Flags: needinfo?(tomica)

Comment 19

•

5 years ago

I couldn't find any instance where we send a BrowsingContext in the extension framework.

Other than that, I don't know there's anything that we might be sending that would cause crashes. We do send extension-provided data, but we have it serialized into StructuredCloneHolders, so other than the size of those messages, anything else that would cause issues on deseralization would presumably throw when we do the serialization in the first place.

I don't have any other leads here, except maybe to prioritize bug 1605098 so that we get a bit more info in crash reports that include message names.

Flags: needinfo?(tomica)

Tomislav Jovanovic :zombie

Updated

•

5 years ago

Depends on: 1605098

Hsin-Yi Tsai (she/her) [:hsinyi]

Comment 20

•

5 years ago

According to the previous comments, we need more information to move this bug forward. There's no clear action we can take, unassign John for now.
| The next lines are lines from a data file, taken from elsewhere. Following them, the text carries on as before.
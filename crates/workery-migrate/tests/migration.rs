//! End-to-end migration tests against the in-memory document and object stores.

use bson::doc;
use bson::oid::ObjectId;
use chrono::{TimeZone, Utc};
use workery_migrate::hotfix;
use workery_migrate::model::{
    is_nil, nil_id, ActivitySheet, ActivitySheetStatus, Associate, Attachment, AttachmentType,
    Audit, Comment, Customer, Order, OrderStatus, PartySnapshot, SkillSet, Status, Tag, TaskItem,
    Tenant, User,
};
use workery_migrate::source::{
    LegacyActivitySheet, LegacyAddress, LegacyAssociate, LegacyAudit, LegacyComment,
    LegacyCustomer, LegacyCustomerComment, LegacyCustomerTag, LegacyInsuranceRequirement,
    LegacyLink, LegacyLookup, LegacyOrder, LegacyPerson, LegacyPrivateFile, LegacyServiceFee,
    LegacySkillSet, LegacySkillSetInsuranceRequirement, LegacyTag, LegacyTaskItem, LegacyTenant,
    LegacyUser,
};
use workery_migrate::translate::{self, attachment, order, principal, reference, tenant};
use workery_migrate::{DocumentStore, MemoryObjectStore, MemoryStore, Repository};

// =============================================================================
// Fixtures
// =============================================================================

fn legacy_tenant() -> LegacyTenant {
    LegacyTenant {
        id: 2,
        schema_name: "london".into(),
        name: Some("London".into()),
        ..Default::default()
    }
}

fn legacy_user() -> LegacyUser {
    LegacyUser {
        id: 7,
        email: Some("ann@example.com".into()),
        first_name: Some("Ann".into()),
        last_name: Some("Lee".into()),
        is_active: true,
        date_joined: Some(Utc.with_ymd_and_hms(2020, 1, 1, 0, 0, 0).unwrap()),
        ..Default::default()
    }
}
Please feel free to reach out or re-assign.

Assignee: jdai → nobody

Status: ASSIGNED → NEW

Randell Jesup [:jesup] (needinfo me)

Updated

•

5 years ago

status-firefox79: affected → wontfix

status-firefox80: --- → fix-optional

status-firefox-esr78: --- → wontfix

u608768

Updated

•

5 years ago

Crash Signature: [@ mozilla::dom::JSWindowActor::ReceiveRawMessage] [@ mozilla::dom::JSActor::ReceiveRawMessage] → [@ mozilla::dom::JSWindowActor::ReceiveRawMessage] [@ mozilla::dom::JSActor::ReceiveRawMessage] [@ mozilla::dom::JSActorManager::ReceiveRawMessage]

Comment 21

•

5 years ago

Collect JSActorName/Message info

Flags: needinfo?(rjesup)

Nika Layzell [:nika] (ni? for response)

Comment 22

•

5 years ago

•

Edited

Nika said she'll look into this.

Flags: needinfo?(nika)

Comment 23

•

5 years ago

I looked through a few of the reports here, and a large number of them seem to have the JSOutOfMemory annotation set to "Reported" on them, which somewhat implies that these assertion failures are being caused by an OOM while deserializing the structured clone data.

It would be nice if an OOM while deserializing structured clone data here could produce a different error from other types of deserialization failures, so we can handle them differently.

Flags: needinfo?(nika)

Comment 24

•

4 years ago

Neha asked me to look at this.

Nika's point about JSOutOfMemory being set is a good one, and does seem like a plausible explanation. One line of investigation here would be to get a better error annotation. The structured clone code seems to generate more detailed error information in ReportDataCloneError, but right now we're not recording that in the annotation. Maybe we could even explicitly check if there's a pending OOM exception? I'm not sure where that gets cleaned up. The goal of this line of investigation would be to confirm that these are OOM crashes, or if they aren't, try to figure out what they are. I saw one report that had only 20MB of physical memory free, but I saw another one that seemed to have plenty of memory and pagefile (the latter being common for low memory situations). It would also be nice to know how large the allocation was that failed, but structured clone code lives in JS, and it is hard to find that out in SpiderMonkey, in my experience.

Another line of investigation would be to split up these crashes by actor type. The crash reports already contain JSActorName and JSActorMessage fields, which is good, but as far as I can see these are not indexed in a way that lets you do any aggregation. Maybe we could get the Socorro people to index these fields so a query could facet on these fields. If that proves to be useful, maybe the signature could reflect the actor name and the message. If this is really an OOM crash, maybe some actor is sending way too much data, so it would make more sense to ascribe the crash to the specific actor and not the general window actor infrastructure.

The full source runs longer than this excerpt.